[Stored items]

──────

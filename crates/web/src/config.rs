//! Site configuration loaded from environment variables.
//!
//! # Environment Variables
//!
//! ## Required
//! - `KLYP_DATABASE_URL` - `PostgreSQL` connection string (falls back to `DATABASE_URL`)
//! - `KLYP_BASE_URL` - Public URL of the site, used for cookies and signed upload URLs
//! - `KLYP_SIGNING_SECRET` - Upload URL signing key (min 32 chars, high entropy)
//!
//! ## Optional
//! - `KLYP_HOST` - Bind address (default: 127.0.0.1)
//! - `KLYP_PORT` - Listen port (default: 3000)
//! - `KLYP_MEDIA_DIR` - Directory uploaded objects are written to (default: media)
//! - `KLYP_UPLOAD_BUCKETS` - Comma separated bucket allowlist (default: videos)
//! - `KLYP_MAX_UPLOAD_MB` - Largest accepted upload in megabytes (default: 200)
//! - `KLYP_UPLOAD_URL_TTL_SECS` - Lifetime of a signed upload URL (default: 7200)
//! - `SENTRY_DSN` - Sentry error tracking DSN
//! - `SENTRY_ENVIRONMENT` - Sentry environment name
//! - `SENTRY_SAMPLE_RATE` - Error sample rate (default: 1.0)
//! - `SENTRY_TRACES_SAMPLE_RATE` - Traces sample rate (default: 1.0)
//! - `LOG_FORMAT` - `json` for structured logs, anything else for text

use std::collections::HashMap;
use std::net::{IpAddr, SocketAddr};
use std::path::PathBuf;
use std::time::Duration;

use secrecy::{ExposeSecret, SecretString};
use thiserror::Error;

const MIN_SIGNING_SECRET_LENGTH: usize = 32;
const MIN_ENTROPY_BITS_PER_CHAR: f64 = 3.3;
const BYTES_PER_MB: u64 = 1024 * 1024;

/// Blocklist of common placeholder patterns (case-insensitive)
const PLACEHOLDER_PATTERNS: &[&str] = &[
    "your-",
    "changeme",
    "replace",
    "placeholder",
    "example",
    "secret",
    "password",
    "xxx",
    "todo",
    "fixme",
    "insert",
    "enter-",
    "put-your",
    "add-your",
];

/// Configuration errors that can occur during loading.
#[derive(Debug, Error)]
pub enum ConfigError {
    #[error("Missing environment variable: {0}")]
    MissingEnvVar(String),
    #[error("Invalid environment variable {0}: {1}")]
    InvalidEnvVar(String, String),
    #[error("Insecure secret in {0}: {1}")]
    InsecureSecret(String, String),
}

/// Site configuration.
#[derive(Debug, Clone)]
pub struct WebConfig {
    /// `PostgreSQL` database connection URL (contains password)
    pub database_url: SecretString,
    /// IP address to bind the server to
    pub host: IpAddr,
    /// Port to listen on
    pub port: u16,
    /// Public base URL, without a trailing slash
    pub base_url: String,
    /// Signed upload configuration
    pub uploads: UploadConfig,
    /// Sentry DSN for error tracking
    pub sentry_dsn: Option<String>,
    /// Sentry environment (e.g., "development", "staging", "production")
    pub sentry_environment: Option<String>,
    /// Sentry error sample rate (0.0 to 1.0)
    pub sentry_sample_rate: f32,
    /// Sentry traces sample rate for performance monitoring (0.0 to 1.0)
    pub sentry_traces_sample_rate: f32,
}

/// Signed upload configuration.
///
/// Implements `Debug` manually to redact the signing secret.
#[derive(Clone)]
pub struct UploadConfig {
    /// Key for the HMAC over upload URLs
    pub signing_secret: SecretString,
    /// Directory uploaded objects are written to and served from
    pub media_dir: PathBuf,
    /// Buckets uploads may target
    pub buckets: Vec<String>,
    /// Largest accepted upload body
    pub max_upload_bytes: u64,
    /// How long a signed upload URL stays valid
    pub url_ttl: Duration,
}

impl std::fmt::Debug for UploadConfig {
    fn fmt(&self, f: &mut std::fmt::Formatter<'_>) -> std::fmt::Result {
        f.debug_struct("UploadConfig")
            .field("signing_secret", &"[REDACTED]")
            .field("media_dir", &self.media_dir)
            .field("buckets", &self.buckets)
            .field("max_upload_bytes", &self.max_upload_bytes)
            .field("url_ttl", &self.url_ttl)
            .finish()
    }
}

impl UploadConfig {
    fn from_env() -> Result<Self, ConfigError> {
        let signing_secret = get_validated_secret("KLYP_SIGNING_SECRET")?;
        validate_secret_length(&signing_secret, "KLYP_SIGNING_SECRET")?;

        let media_dir = PathBuf::from(get_env_or_default("KLYP_MEDIA_DIR", "media"));
        let buckets = parse_buckets(&get_env_or_default("KLYP_UPLOAD_BUCKETS", "videos"));
        if buckets.is_empty() {
            return Err(ConfigError::InvalidEnvVar(
                "KLYP_UPLOAD_BUCKETS".to_string(),
                "must name at least one bucket".to_string(),
            ));
        }
        let max_upload_mb = get_env_or_default("KLYP_MAX_UPLOAD_MB", "200")
            .parse::<u64>()
            .map_err(|e| {
                ConfigError::InvalidEnvVar("KLYP_MAX_UPLOAD_MB".to_string(), e.to_string())
            })?;
        let url_ttl_secs = get_env_or_default("KLYP_UPLOAD_URL_TTL_SECS", "7200")
            .parse::<u64>()
            .map_err(|e| {
                ConfigError::InvalidEnvVar("KLYP_UPLOAD_URL_TTL_SECS".to_string(), e.to_string())
            })?;

        Ok(Self {
            signing_secret,
            media_dir,
            buckets,
            max_upload_bytes: max_upload_mb.saturating_mul(BYTES_PER_MB),
            url_ttl: Duration::from_secs(url_ttl_secs),
        })
    }

    /// Whether uploads may target `bucket`.
    #[must_use]
    pub fn allows_bucket(&self, bucket: &str) -> bool {
        self.buckets.iter().any(|b| b == bucket)
    }
}

impl WebConfig {
    /// Load configuration from environment variables.
    ///
    /// Calls `dotenvy::dotenv()` to load from `.env` file if present.
    ///
    /// # Errors
    ///
    /// Returns `ConfigError` if required variables are missing, invalid, or
    /// if secrets fail validation (placeholder detection, entropy check).
    pub fn from_env() -> Result<Self, ConfigError> {
        // Load .env file if present (ignore errors if not found)
        let _ = dotenvy::dotenv();

        let database_url = get_database_url("KLYP_DATABASE_URL")?;
        let host = get_env_or_default("KLYP_HOST", "127.0.0.1")
            .parse::<IpAddr>()
            .map_err(|e| ConfigError::InvalidEnvVar("KLYP_HOST".to_string(), e.to_string()))?;
        let port = get_env_or_default("KLYP_PORT", "3000")
            .parse::<u16>()
            .map_err(|e| ConfigError::InvalidEnvVar("KLYP_PORT".to_string(), e.to_string()))?;
        let base_url = parse_base_url(&get_required_env("KLYP_BASE_URL")?)?;

        let uploads = UploadConfig::from_env()?;
        let sentry_dsn = get_optional_env("SENTRY_DSN");
        let sentry_environment = get_optional_env("SENTRY_ENVIRONMENT");
        let sentry_sample_rate = get_optional_env("SENTRY_SAMPLE_RATE")
            .and_then(|s| s.parse().ok())
            .unwrap_or(1.0);
        let sentry_traces_sample_rate = get_optional_env("SENTRY_TRACES_SAMPLE_RATE")
            .and_then(|s| s.parse().ok())
            .unwrap_or(1.0);

        Ok(Self {
            database_url,
            host,
            port,
            base_url,
            uploads,
            sentry_dsn,
            sentry_environment,
            sentry_sample_rate,
            sentry_traces_sample_rate,
        })
    }

    /// Configuration for a local instance, without reading the environment.
    ///
    /// Used by tests and tooling that build an [`crate::state::AppState`]
    /// directly. The database URL is left empty; callers bring their own pool.
    #[must_use]
    pub fn local(uploads: UploadConfig) -> Self {
        Self {
            database_url: SecretString::from(String::new()),
            host: IpAddr::from([127, 0, 0, 1]),
            port: 3000,
            base_url: "http://localhost:3000".to_owned(),
            uploads,
            sentry_dsn: None,
            sentry_environment: None,
            sentry_sample_rate: 0.0,
            sentry_traces_sample_rate: 0.0,
        }
    }

    /// Returns the socket address for binding the server.
    #[must_use]
    pub const fn socket_addr(&self) -> SocketAddr {
        SocketAddr::new(self.host, self.port)
    }

    /// Whether the site is served over HTTPS, which decides the `Secure`
    /// cookie flag.
    #[must_use]
    pub fn is_https(&self) -> bool {
        self.base_url.starts_with("https://")
    }
}

// =============================================================================
// Helpers
// =============================================================================

/// Get a required environment variable.
fn get_required_env(key: &str) -> Result<String, ConfigError> {
    std::env::var(key).map_err(|_| ConfigError::MissingEnvVar(key.to_string()))
}

/// Get database URL with fallback to generic `DATABASE_URL`.
fn get_database_url(primary_key: &str) -> Result<SecretString, ConfigError> {
    if let Ok(value) = std::env::var(primary_key) {
        return Ok(SecretString::from(value));
    }
    if let Ok(value) = std::env::var("DATABASE_URL") {
        return Ok(SecretString::from(value));
    }
    Err(ConfigError::MissingEnvVar(primary_key.to_string()))
}

/// Get an optional environment variable.
fn get_optional_env(key: &str) -> Option<String> {
    std::env::var(key).ok().filter(|v| !v.trim().is_empty())
}

/// Get an environment variable with a default value.
fn get_env_or_default(key: &str, default: &str) -> String {
    get_optional_env(key).unwrap_or_else(|| default.to_string())
}

/// Check the base URL is absolute http(s) and strip any trailing slash.
fn parse_base_url(raw: &str) -> Result<String, ConfigError> {
    let parsed = url::Url::parse(raw)
        .map_err(|e| ConfigError::InvalidEnvVar("KLYP_BASE_URL".to_string(), e.to_string()))?;
    if !matches!(parsed.scheme(), "http" | "https") {
        return Err(ConfigError::InvalidEnvVar(
            "KLYP_BASE_URL".to_string(),
            format!("unsupported scheme '{}'", parsed.scheme()),
        ));
    }
    Ok(raw.trim_end_matches('/').to_string())
}

fn parse_buckets(raw: &str) -> Vec<String> {
    raw.split(',')
        .map(str::trim)
        .filter(|b| !b.is_empty())
        .map(String::from)
        .collect()
}

/// Validate that a secret meets minimum length requirements.
fn validate_secret_length(secret: &SecretString, var_name: &str) -> Result<(), ConfigError> {
    let value = secret.expose_secret();
    if value.len() < MIN_SIGNING_SECRET_LENGTH {
        return Err(ConfigError::InsecureSecret(
            var_name.to_string(),
            format!(
                "must be at least {} characters (got {})",
                MIN_SIGNING_SECRET_LENGTH,
                value.len()
            ),
        ));
    }
    Ok(())
}

/// Calculate Shannon entropy in bits per character.
fn shannon_entropy(s: &str) -> f64 {
    if s.is_empty() {
        return 0.0;
    }

    let mut freq: HashMap<char, usize> = HashMap::new();
    for c in s.chars() {
        *freq.entry(c).or_insert(0) += 1;
    }

    #[allow(clippy::cast_precision_loss)] // String length will never exceed f64 precision
    let len = s.len() as f64;
    freq.values()
        .map(|&count| {
            #[allow(clippy::cast_precision_loss)]
            let p = count as f64 / len;
            -p * p.log2()
        })
        .sum()
}

/// Validate that a secret is not a placeholder and has sufficient entropy.
fn validate_secret_strength(secret: &str, var_name: &str) -> Result<(), ConfigError> {
    let lower = secret.to_lowercase();

    if let Some(pattern) = PLACEHOLDER_PATTERNS.iter().find(|p| lower.contains(*p)) {
        return Err(ConfigError::InsecureSecret(
            var_name.to_string(),
            format!("appears to be a placeholder (contains '{pattern}')"),
        ));
    }

    let entropy = shannon_entropy(secret);
    if entropy < MIN_ENTROPY_BITS_PER_CHAR {
        return Err(ConfigError::InsecureSecret(
            var_name.to_string(),
            format!(
                "entropy too low ({entropy:.2} bits/char, need >= {MIN_ENTROPY_BITS_PER_CHAR:.1}). Use a randomly generated secret."
            ),
        ));
    }

    Ok(())
}

/// Load and validate a secret from environment.
fn get_validated_secret(key: &str) -> Result<SecretString, ConfigError> {
    let value = get_required_env(key)?;
    validate_secret_strength(&value, key)?;
    Ok(SecretString::from(value))
}

#[cfg(test)]
#[allow(clippy::unwrap_used)]
mod tests {
    use super::*;

    #[test]
    fn test_shannon_entropy() {
        assert!((shannon_entropy("") - 0.0).abs() < f64::EPSILON);
        assert!((shannon_entropy("aaaaaaa") - 0.0).abs() < f64::EPSILON);
        assert!((shannon_entropy("ab") - 1.0).abs() < 0.01);
        assert!(shannon_entropy("aB3$xY9!mK2@nL5#") > 3.3);
    }

    #[test]
    fn test_placeholder_secrets_rejected() {
        for value in ["your-signing-key-here", "changeme123", "my-secret-value-1234"] {
            let err = validate_secret_strength(value, "TEST_VAR").unwrap_err();
            assert!(matches!(err, ConfigError::InsecureSecret(_, _)), "{value}");
        }
    }

    #[test]
    fn test_low_entropy_secret_rejected() {
        let result = validate_secret_strength(&"a".repeat(40), "TEST_VAR");
        assert!(matches!(result, Err(ConfigError::InsecureSecret(_, _))));
    }

    #[test]
    fn test_random_secret_accepted() {
        assert!(validate_secret_strength("aB3$xY9!mK2@nL5#pQ7&rT0*uW4^zC6", "TEST_VAR").is_ok());
    }

    #[test]
    fn test_secret_length() {
        assert!(validate_secret_length(&SecretString::from("short"), "TEST").is_err());
        assert!(validate_secret_length(&SecretString::from("a".repeat(32)), "TEST").is_ok());
    }

    #[test]
    fn test_parse_base_url() {
        assert_eq!(
            parse_base_url("https://klyp.travel/").unwrap(),
            "https://klyp.travel"
        );
        assert_eq!(
            parse_base_url("http://localhost:3000").unwrap(),
            "http://localhost:3000"
        );
        assert!(parse_base_url("ftp://klyp.travel").is_err());
        assert!(parse_base_url("not a url").is_err());
    }

    #[test]
    fn test_parse_buckets() {
        assert_eq!(parse_buckets("videos, images ,,"), ["videos", "images"]);
        assert!(parse_buckets(" , ").is_empty());
    }

    #[test]
    fn test_socket_addr_and_https() {
        let config = WebConfig {
            database_url: SecretString::from("postgres://localhost/test"),
            host: "127.0.0.1".parse().unwrap(),
            port: 3000,
            base_url: "https://klyp.travel".to_string(),
            uploads: UploadConfig {
                signing_secret: SecretString::from("x".repeat(32)),
                media_dir: PathBuf::from("media"),
                buckets: vec!["videos".to_string()],
                max_upload_bytes: BYTES_PER_MB,
                url_ttl: Duration::from_secs(60),
            },
            sentry_dsn: None,
            sentry_environment: None,
            sentry_sample_rate: 1.0,
            sentry_traces_sample_rate: 1.0,
        };
        assert_eq!(config.socket_addr().to_string(), "127.0.0.1:3000");
        assert!(config.is_https());
        assert!(config.uploads.allows_bucket("videos"));
        assert!(!config.uploads.allows_bucket("private"));
        assert!(!format!("{:?}", config.uploads).contains("xxxx"));
    }
}
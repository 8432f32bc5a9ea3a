//! Founders-list lead capture.
//!
//! The HTML form posts to `/leads` and follows post/redirect/get: an accepted
//! submission redirects back to the landing page with `?joined=1`, a rejected
//! one re-renders the page with the entered values and a message.

use axum::{
    Form,
    extract::State,
    http::StatusCode,
    response::{IntoResponse, Redirect, Response},
};
use tracing::instrument;

use klyp_core::{Lead, LeadSubmission};

use super::api::{ApiJson, Data};
use super::landing::{FOUNDING_ANCHOR, LandingTemplate};
use crate::error::ApiError;
use crate::state::AppState;

/// Shown when the lead could not be stored.
pub const BACKEND_FAILURE_MESSAGE: &str = "Something went wrong. Please try again.";

/// Handle the founders-list form.
#[instrument(skip(state, form))]
pub async fn submit(State(state): State<AppState>, Form(form): Form<LeadSubmission>) -> Response {
    let lead = match form.validate() {
        Ok(lead) => lead,
        Err(e) => {
            tracing::debug!(error = %e, "Rejected lead submission");
            let message = e.to_string();
            return rerender(&state, form, message, StatusCode::UNPROCESSABLE_ENTITY).await;
        }
    };

    match state.leads().create(&lead).await {
        Ok(stored) => {
            tracing::info!(lead_id = %stored.id, "Lead captured");
            Redirect::to(&format!("/?joined=1#{FOUNDING_ANCHOR}")).into_response()
        }
        Err(e) => {
            tracing::error!(error = %e, "Failed to store lead");
            rerender(
                &state,
                form,
                BACKEND_FAILURE_MESSAGE.to_owned(),
                StatusCode::INTERNAL_SERVER_ERROR,
            )
            .await
        }
    }
}

async fn rerender(
    state: &AppState,
    form: LeadSubmission,
    message: String,
    status: StatusCode,
) -> Response {
    let mut template = LandingTemplate::load(state).await;
    template.form = form;
    template.error = Some(message);
    (status, template).into_response()
}

/// Handle a JSON sign-up.
///
/// POST /api/leads
///
/// # Errors
///
/// Returns 400 with the validation message, or 500 if the lead could not be
/// stored.
#[instrument(skip(state, submission))]
pub async fn submit_json(
    State(state): State<AppState>,
    ApiJson(submission): ApiJson<LeadSubmission>,
) -> Result<(StatusCode, Data<Lead>), ApiError> {
    let lead = submission
        .validate()
        .map_err(|e| ApiError::BadRequest(e.to_string()))?;
    let stored = state.leads().create(&lead).await?;
    tracing::info!(lead_id = %stored.id, "Lead captured");
    Ok((StatusCode::CREATED, Data(stored)))
}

──────

◆ What you are asked to do
Output exactly the span of lines beginning at the first line of the records and ending at the line that holds "port (default: 3000)", inclusive, with no other text.

◆ Answer for this exercise
filename crates/web/src/config.rs
//! Site configuration loaded from environment variables.
//!
//! # Environment Variables
//!
//! ## Required
//! - `KLYP_DATABASE_URL` - `PostgreSQL` connection string (falls back to `DATABASE_URL`)
//! - `KLYP_BASE_URL` - Public URL of the site, used for cookies and signed upload URLs
//! - `KLYP_SIGNING_SECRET` - Upload URL signing key (min 32 chars, high entropy)
//!
//! ## Optional
//! - `KLYP_HOST` - Bind address (default: 127.0.0.1)
//! - `KLYP_PORT` - Listen port (default: 3000)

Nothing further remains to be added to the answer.